> **What you are asked to do**:
Every line below from the one containing "pub struct RequireAdmin(pub AuthUser);" through the one containing "-> Result<Self, Self::Rejection>" must be transcribed exactly. Omit all lines outside that stretch.

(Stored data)
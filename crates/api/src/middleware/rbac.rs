//! Admin authorization extractor.

use axum::extract::FromRequestParts;
use axum::http::request::Parts;
use interpret_core::error::CoreError;
use interpret_core::roles::{email_in_allowlist, is_admin};
use interpret_db::repositories::ProfileRepo;

use super::auth::AuthUser;
use crate::error::AppError;
use crate::state::AppState;

/// Requires an admin. Rejects with 403 Forbidden otherwise.
///
/// A caller is an admin when their token email is in `ADMIN_EMAILS` or their
/// profile role is `admin` / `super_admin`. The allowlist is checked first
/// and skips the profile lookup.
///
/// ```ignore
/// async fn admin_only(RequireAdmin(admin): RequireAdmin) -> AppResult<Json<()>> {
///     Ok(Json(()))
/// }
/// ```
pub struct RequireAdmin(pub AuthUser);

impl FromRequestParts<AppState> for RequireAdmin {
    type Rejection = AppError;

    async fn from_request_parts(
        parts: &mut Parts,
        state: &AppState,
    ) -> Result<Self, Self::Rejection> {
        let user = AuthUser::from_request_parts(parts, state).await?;

        let email = user.email.as_deref();
        let allowlist = &state.config.admin_emails;

        let role = if email.is_some_and(|e| email_in_allowlist(e, allowlist)) {
            None
        } else {
            ProfileRepo::find_role(&state.pool, user.user_id).await?
        };

        if is_admin(email, role.as_deref(), allowlist) {
            return Ok(RequireAdmin(user));
        }

        tracing::warn!(user_id = %user.user_id, "Admin access denied");
        Err(AppError::Core(CoreError::Forbidden(
            "Admin access required".into(),
        )))
    }
}
//! Authentication and authorization extractors.
//!
//! - [`auth::AuthUser`] -- the caller identified by a JWT Bearer token.
//! - [`rbac::RequireAdmin`] -- an authenticated admin (email allowlist or
//!   profile role).

pub mod auth;
pub mod rbac;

> **Solution**:
pub struct RequireAdmin(pub AuthUser);

impl FromRequestParts<AppState> for RequireAdmin {
    type Rejection = AppError;

    async fn from_request_parts(
        parts: &mut Parts,
        state: &AppState,
    ) -> Result<Self, Self::Rejection> {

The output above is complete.